▸ **Directions**
Below are the records. List every line holding the word "must".
** Information provided follows **
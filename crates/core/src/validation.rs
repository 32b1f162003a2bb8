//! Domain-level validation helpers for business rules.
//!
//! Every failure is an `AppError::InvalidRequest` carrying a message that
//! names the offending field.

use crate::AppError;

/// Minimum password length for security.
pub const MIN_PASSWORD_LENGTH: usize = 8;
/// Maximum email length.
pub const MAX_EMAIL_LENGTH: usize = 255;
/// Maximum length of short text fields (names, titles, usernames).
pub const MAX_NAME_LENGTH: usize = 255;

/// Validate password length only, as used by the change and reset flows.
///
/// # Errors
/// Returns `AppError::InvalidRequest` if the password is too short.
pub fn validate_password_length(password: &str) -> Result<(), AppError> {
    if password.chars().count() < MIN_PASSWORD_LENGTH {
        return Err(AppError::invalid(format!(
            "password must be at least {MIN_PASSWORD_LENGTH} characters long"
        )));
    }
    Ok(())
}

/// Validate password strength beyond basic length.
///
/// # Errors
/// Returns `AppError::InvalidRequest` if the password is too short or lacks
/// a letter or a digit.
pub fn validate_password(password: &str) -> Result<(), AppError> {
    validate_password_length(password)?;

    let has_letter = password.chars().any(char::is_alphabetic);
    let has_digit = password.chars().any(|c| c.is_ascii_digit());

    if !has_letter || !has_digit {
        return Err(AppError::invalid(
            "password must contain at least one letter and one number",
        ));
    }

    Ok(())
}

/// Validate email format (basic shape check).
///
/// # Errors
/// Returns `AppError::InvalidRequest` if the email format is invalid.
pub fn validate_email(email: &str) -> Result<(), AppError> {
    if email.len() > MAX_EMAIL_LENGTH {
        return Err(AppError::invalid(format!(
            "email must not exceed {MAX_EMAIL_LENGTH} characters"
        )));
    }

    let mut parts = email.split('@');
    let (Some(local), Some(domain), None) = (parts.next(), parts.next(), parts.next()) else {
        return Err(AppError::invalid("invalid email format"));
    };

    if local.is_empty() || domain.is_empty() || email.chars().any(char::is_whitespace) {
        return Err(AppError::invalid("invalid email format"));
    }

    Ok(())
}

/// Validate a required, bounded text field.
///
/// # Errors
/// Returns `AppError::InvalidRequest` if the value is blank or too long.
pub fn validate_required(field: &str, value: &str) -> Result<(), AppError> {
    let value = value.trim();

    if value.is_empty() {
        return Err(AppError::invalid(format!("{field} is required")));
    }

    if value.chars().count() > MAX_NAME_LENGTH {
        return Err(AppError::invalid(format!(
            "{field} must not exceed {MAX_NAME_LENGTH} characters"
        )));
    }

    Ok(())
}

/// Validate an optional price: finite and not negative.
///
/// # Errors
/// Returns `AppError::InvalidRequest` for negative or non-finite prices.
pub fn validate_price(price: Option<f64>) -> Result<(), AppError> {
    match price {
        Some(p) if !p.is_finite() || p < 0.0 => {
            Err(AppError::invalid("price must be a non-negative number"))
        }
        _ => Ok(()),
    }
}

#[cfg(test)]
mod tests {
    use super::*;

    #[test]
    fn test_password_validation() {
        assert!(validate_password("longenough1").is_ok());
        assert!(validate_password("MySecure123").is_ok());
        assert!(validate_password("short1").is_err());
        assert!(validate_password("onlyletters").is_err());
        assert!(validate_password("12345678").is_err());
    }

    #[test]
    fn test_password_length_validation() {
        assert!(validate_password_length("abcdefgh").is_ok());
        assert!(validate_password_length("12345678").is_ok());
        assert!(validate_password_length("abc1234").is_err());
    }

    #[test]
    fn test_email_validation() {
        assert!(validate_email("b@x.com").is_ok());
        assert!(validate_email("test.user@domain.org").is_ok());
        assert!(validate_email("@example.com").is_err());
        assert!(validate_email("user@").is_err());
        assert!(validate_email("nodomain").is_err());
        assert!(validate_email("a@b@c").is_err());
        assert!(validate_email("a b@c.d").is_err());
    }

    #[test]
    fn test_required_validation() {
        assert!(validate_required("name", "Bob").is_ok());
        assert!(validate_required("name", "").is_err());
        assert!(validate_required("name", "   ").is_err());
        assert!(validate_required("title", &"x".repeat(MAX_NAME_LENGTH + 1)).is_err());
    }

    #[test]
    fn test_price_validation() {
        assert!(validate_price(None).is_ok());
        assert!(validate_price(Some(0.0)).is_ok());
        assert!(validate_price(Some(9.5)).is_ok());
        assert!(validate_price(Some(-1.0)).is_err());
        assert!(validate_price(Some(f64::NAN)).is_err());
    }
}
** End of Information provided **
▸ **Answer for the task**
            "password must be at least {MIN_PASSWORD_LENGTH} characters long"
            "password must contain at least one letter and one number",
            "email must not exceed {MAX_EMAIL_LENGTH} characters"
            "{field} must not exceed {MAX_NAME_LENGTH} characters"
            Err(AppError::invalid("price must be a non-negative number"))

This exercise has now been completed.